We compute estimates of the Fourier transform at the $N + 1$ discrete values

$$f_k \equiv \frac{k}{N\Delta t}\quad k = -\frac{N}{2},\ldots,\frac{N}{2}.$$ (16.5)

There are only $N$ independent values here as the extremevales of $k$ correspond to the upper and lower limites of the Nyquist critical frequency range and are equal. We now proceed to define the discrete Fourier transform. Consider

$$\tilde{h}(f_k) = \int_{-\infty}^\infty dt h(t) e^{-2 \pi i f t}$$ (16.6)

$$\approx \sum_{j=0}^{N-1} \Delta t h(t_j) e^{-2 \pi i f_k t_j}$$ (16.7)

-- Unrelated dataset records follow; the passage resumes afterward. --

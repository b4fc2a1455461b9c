use super::*;
use crate::render::surface::{Extents, FontSpec};

/// Metrics where every char is a fixed-width cell, spaces included.
struct CharGrid {
    char_width: f64,
    line_height: f64,
}

impl TextMetrics for CharGrid {
    fn set_font(&mut self, _font: &FontSpec) {}

    fn measure_text(&mut self, text: &str) -> Extents {
        if text.is_empty() {
            return Extents::default();
        }
        Extents {
            width: self.char_width * text.chars().count() as f64,
            height: self.line_height,
        }
    }
}

fn grid() -> CharGrid {
    CharGrid {
        char_width: 10.0,
        line_height: 10.0,
    }
}

fn text_op(op: &DrawOp) -> (f64, f64, &str) {
    let DrawOp::Text { origin, text } = op else {
        panic!("expected Text op, got {op:?}");
    };
    (origin.x, origin.y, text)
}

#[test]
fn wrap_packs_words_greedily() {
    let lines = wrap(&mut grid(), "aa bb cc dd", 60.0);
    assert_eq!(lines, vec!["aa bb", "cc dd"]);
}

#[test]
fn wrap_keeps_everything_on_one_line_when_it_fits() {
    let lines = wrap(&mut grid(), "aa bb cc", 800.0);
    assert_eq!(lines, vec!["aa bb cc"]);
}

#[test]
fn wrap_puts_an_overwide_word_alone_and_lets_it_overflow() {
    let lines = wrap(&mut grid(), "hi enormouslylongword yo", 40.0);
    assert_eq!(lines, vec!["hi", "enormouslylongword", "yo"]);

    let mut m = grid();
    assert!(m.measure_text(&lines[1]).width > 40.0);
}

#[test]
fn wrap_of_blank_text_is_empty() {
    assert!(wrap(&mut grid(), "", 100.0).is_empty());
    assert!(wrap(&mut grid(), "   \n\t ", 100.0).is_empty());
}

#[test]
fn wrap_collapses_interior_whitespace_runs() {
    let lines = wrap(&mut grid(), "aa    bb\ncc", 800.0);
    assert_eq!(lines, vec!["aa bb cc"]);
}

#[test]
fn text_block_height_is_lines_times_advance() {
    let block = TextBlock::fit(&mut grid(), "aa bb cc dd", 60.0, 1.5);
    assert_eq!(block.lines.len(), 2);
    assert!((block.line_height - 15.0).abs() <= 1e-9);
    assert!((block.height() - 30.0).abs() <= 1e-9);
}

#[test]
fn justify_centers_the_last_line() {
    let ops = justify(&mut grid(), "aaa bbb ccc", Point::new(5.0, 7.0), 200.0, true, 0.75);
    assert_eq!(ops.len(), 1);

    let (x, y, text) = text_op(&ops[0]);
    // natural width 110 centered on a 200pt span.
    assert!((x - (5.0 + 45.0)).abs() <= 1e-9);
    assert!((y - 7.0).abs() <= 1e-9);
    assert_eq!(text, "aaa bbb ccc");
}

#[test]
fn justify_centers_single_words_and_short_lines() {
    let single = justify(&mut grid(), "alone", Point::new(0.0, 0.0), 200.0, false, 0.75);
    assert_eq!(single.len(), 1);
    let (x, _, _) = text_op(&single[0]);
    assert!((x - 75.0).abs() <= 1e-9);

    // Natural width 50 is under 75% of the 100pt target.
    let short = justify(&mut grid(), "aa bb", Point::new(0.0, 0.0), 100.0, false, 0.75);
    assert_eq!(short.len(), 1);
    let (x, _, _) = text_op(&short[0]);
    assert!((x - 25.0).abs() <= 1e-9);
}

#[test]
fn justify_spreads_slack_evenly_across_gaps() {
    let ops = justify(&mut grid(), "aaa bbb ccc", Point::new(0.0, 4.0), 120.0, false, 0.75);
    assert_eq!(ops.len(), 3);

    let (x0, y0, t0) = text_op(&ops[0]);
    let (x1, _, t1) = text_op(&ops[1]);
    let (x2, _, t2) = text_op(&ops[2]);

    assert_eq!((t0, t1, t2), ("aaa", "bbb", "ccc"));
    assert!((y0 - 4.0).abs() <= 1e-9);

    // Word widths are 30 each; the 30pt slack splits into two 15pt gaps.
    assert!((x0 - 0.0).abs() <= 1e-9);
    assert!((x1 - 45.0).abs() <= 1e-9);
    assert!((x2 - 90.0).abs() <= 1e-9);

    // The final word lands flush with the right edge.
    let mut m = grid();
    let last_width = m.measure_text(t2).width;
    assert!((x2 + last_width - 120.0).abs() <= 1e-9);
}

#[test]
fn justify_starts_exactly_at_origin() {
    let ops = justify(&mut grid(), "aaa bbb ccc", Point::new(33.0, 0.0), 120.0, false, 0.75);
    let (x0, _, _) = text_op(&ops[0]);
    assert!((x0 - 33.0).abs() <= 1e-9);
}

$$\approx \Delta t \sum_{j=0}^{N-1} h_j e^{-2 \pi i j k / N} .$$ (16.8)

According to T010095, we define the discrete Fourier transform (DFT) to be

$$\tilde{h}_k = \sum_{j=0}^{N-1} h_j e^{-i 2 \pi j k / N}$$ (16.9)

and then we can recover $\tilde{h}(f_k)$ by

$$\tilde{h}(f_k) = \Delta t \tilde{h}_k.$$ (16.10)

The inverse Fourier transform is

$$h(t)=\int_{-\infty}^\infty dt \tilde{h}(f) e^{2 \pi i f t} .$$ (16.11)

Using

$$\Delta f = f_{k+1} - f_k = \frac{k+1}{N\Delta t} - \frac{k}{N\Delta t} = \frac{1}{N\Delta t}$$ (16.12)

we may write

$$h(t_j) \approx \sum_{k=0}^{N-1} \tilde{h}(f_k) e^{2 \pi i f_k t_j / N} \Delta f$$ (16.13)

$$= \sum_{k=0}^{N-1} \Delta \tilde{h}_k e^{2 \pi i j k / N}\frac{1}{N\Delta t}$$ (16.14)

$$= \frac{1}{N} \sum_{k=0}^{N-1} \tilde{h}_k e^{2 \pi i j k / N}$$ (16.15)

which is the inverse DFT according to T010095. Note that the LAL ``reverse'' DFT functions do not include the factor $1/N$ in their output.